Sounds incredible, but it was like I was drowning and a hand reached down and pulled me out. I heard Christ say, “Just come back.”
So, I came back to the Catholic Church and never looked back. I read whatever books I could find about the Catholic faith, and I learned to appreciate the Church for things I didn’t know before. At this point, with past relationships and experiences, I was so tired of men and how they treated me! I was so in love with Christ and his Church that I thought I was being called to become a religious sister. That’s when I started to discern that vocation.
As I was discerning, one priest told me, “You know, there are three vocations: Holy Orders, Marriage, and Consecrated Singles.” I’d never thought of marriage as a vocation — as your purpose in life. I always looked at it just as the next step in the relationship. This priest said, “Go to Mass every day for a week, and pray for your vocation.”
So I did, and immediately after receiving the Eucharist on the seventh day, God told me, “Jenna, you’re being silly, you’re putting these ideas in your own head. Your vocation is marriage. I have a husband waiting for you.”
So I put down the pamphlet for the abbeys and started looking at the ones for marriage. That’s when I discovered Christopher West. Through his work I just fell in love with theology of the body. And coincidentally, two weeks after that Mass I met my husband.
Eric was an atheist before he converted, and he was on fire with the faith. He loved TOB. In the beginning of our relationship he said, “I want to court you.”
I said, “Court me? This isn’t the 17th century!”
But what he meant was: I want to date with the intent to find out if we are meant to be married to each other. If we realize we’re not, we can part ways with no hard feelings. But if we are, then let’s keep it moving. So we started our relationship on this great foundation of searching for Christ through our vocation together.

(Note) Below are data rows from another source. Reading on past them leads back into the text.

//! The file size build node.

use std::future::Future;
use std::io::{self, Write};
use std::path::{Path, PathBuf};
use std::sync::Arc;

use tracing::info;

use sizeprint_core::{BuildError, BuildRequest, SizeOptions};
use sizeprint_ops::{MaterializeMethod, materialize};
use sizeprint_report::{Measurer, Reporter};
use sizeprint_scan::visit_files;

/// Capabilities a build graph needs from a node.
pub trait Buildable {
    /// Input paths declared when the node was constructed.
    fn inputs(&self) -> &[PathBuf];

    /// Run one build for the paths the graph supplies.
    fn build(
        &self,
        request: &BuildRequest,
    ) -> impl Future<Output = Result<BuildOutcome, BuildError>> + Send;
}

/// Result of a successful build.
#[derive(Debug, Clone, Copy, PartialEq, Eq)]
pub struct BuildOutcome {
    /// How the output tree was produced.
    pub method: MaterializeMethod,
    /// Number of files reported.
    pub files_reported: u64,
}

/// One or many input paths.
#[derive(Debug, Clone, PartialEq, Eq)]
pub struct InputNodes(Vec<PathBuf>);

impl InputNodes {
    /// The paths, in order.
    pub fn into_vec(self) -> Vec<PathBuf> {
        self.0
    }
}

impl From<PathBuf> for InputNodes {
    fn from(path: PathBuf) -> Self {
        Self(vec![path])
    }
}

impl From<&Path> for InputNodes {
    fn from(path: &Path) -> Self {
        Self(vec![path.to_path_buf()])
    }
}

impl From<&str> for InputNodes {
    fn from(path: &str) -> Self {
        Self(vec![PathBuf::from(path)])
    }
}

impl From<String> for InputNodes {
    fn from(path: String) -> Self {
        Self(vec![PathBuf::from(path)])
    }
}

impl<P: Into<PathBuf>> From<Vec<P>> for InputNodes {
    fn from(paths: Vec<P>) -> Self {
        Self(paths.into_iter().map(Into::into).collect())
    }
}

impl<P: Into<PathBuf>, const N: usize> From<[P; N]> for InputNodes {
    fn from(paths: [P; N]) -> Self {
        Self(paths.into_iter().map(Into::into).collect())
    }
}

/// Passes its first input through to the output and prints the size of
/// every file in it.
pub struct FileSizeNode<W = io::Stdout> {
    inputs: Vec<PathBuf>,
    options: SizeOptions,
    reporter: Arc<Reporter<W>>,
}

impl FileSizeNode<io::Stdout> {
    /// Create a node reporting to standard output.
    pub fn new(inputs: impl Into<InputNodes>, options: SizeOptions) -> Self {
        let reporter = Reporter::stdout(options.colors);
        Self::with_reporter(inputs, options, reporter)
    }
}

impl<W: Write + Send + 'static> FileSizeNode<W> {
    /// Create a node reporting to `sink`.
    pub fn with_sink(inputs: impl Into<InputNodes>, options: SizeOptions, sink: W) -> Self {
        let reporter = Reporter::new(sink, options.colors);
        Self::with_reporter(inputs, options, reporter)
    }

    fn with_reporter(
        inputs: impl Into<InputNodes>,
        options: SizeOptions,
        reporter: Reporter<W>,
    ) -> Self {
        Self {
            inputs: inputs.into().into_vec(),
            options,
            reporter: Arc::new(reporter),
        }
    }

    /// The node's options.
    pub fn options(&self) -> &SizeOptions {
        &self.options
    }

    /// Build into `output` using the node's own inputs.
    pub async fn build_to(&self, output: impl Into<PathBuf>) -> Result<BuildOutcome, BuildError> {
        let request = BuildRequest::new(self.inputs.clone(), output)?;
        self.build(&request).await
    }
}

impl<W: Write + Send + 'static> Buildable for FileSizeNode<W> {
    fn inputs(&self) -> &[PathBuf] {
        &self.inputs
    }

    fn build(
        &self,
        request: &BuildRequest,
    ) -> impl Future<Output = Result<BuildOutcome, BuildError>> + Send {
        let input = request.primary_input().to_path_buf();
        let output = request.output_path().to_path_buf();
        let concurrency = self.options.effective_concurrency();
        let measurer = Measurer::from_options(&self.options);
        let reporter = Arc::clone(&self.reporter);

        async move {
            info!(input = %input.display(), output = %output.display(), "Building");

            let method = {
                let (input, output) = (input.clone(), output.clone());
                tokio::task::spawn_blocking(move || materialize(&input, &output))
                    .await
                    .map_err(BuildError::task)??
            };

            let files_reported = visit_files(input, concurrency, move |entry| {
                let reporter = Arc::clone(&reporter);
                async move {
                    let metrics = measurer.measure(&entry).await?;
                    reporter.report(&metrics)
                }
            })
            .await?;

            info!(files = files_reported, %method, "Build finished");
            Ok(BuildOutcome {
                method,
                files_reported,
            })
        }
    }
}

Once, I tried to break up with him. I knew he was in love with me, but I was intimidated by how quickly things were moving. I’d been objectified so much. I’ve done awful things in my past. I’m not worthy! So I tried to break up.
He didn’t understand. He said, “Just take tonight and think about it.” He had a three-hour drive home that night, and he prayed several rosaries on the way and the words came to him for what he knew he needed to say to me. He called me the next day and said, “If you need space, I respect that, and if you want to break up, I respect that too. I just want to love you like Jesus loves you. If that means loving you as a friend, that’s what I’ll do.”
That’s the theology of the body right there — seeking the good of the other! That’s when I knew he really loved me and that I really loved him.
TOB is so much a part of our marriage. Even if we’re having a down time or a bad day, we still respect one another. We’ve never fought. We have disagreements about things, and we discuss them, but we’ve never argued in a negative sense.
Not to say we haven’t had our moments! We’ve both said or done things that aren’t the best, but they’re few and far between. I think that comes from TOB’s call to have respect for one another. I can be mad at something he did, but there can still be a loving conversation about it, so it doesn’t escalate into a fight. We discuss in a way that respects the other person, always. TOB helps us see the beauty and the differences in the other person.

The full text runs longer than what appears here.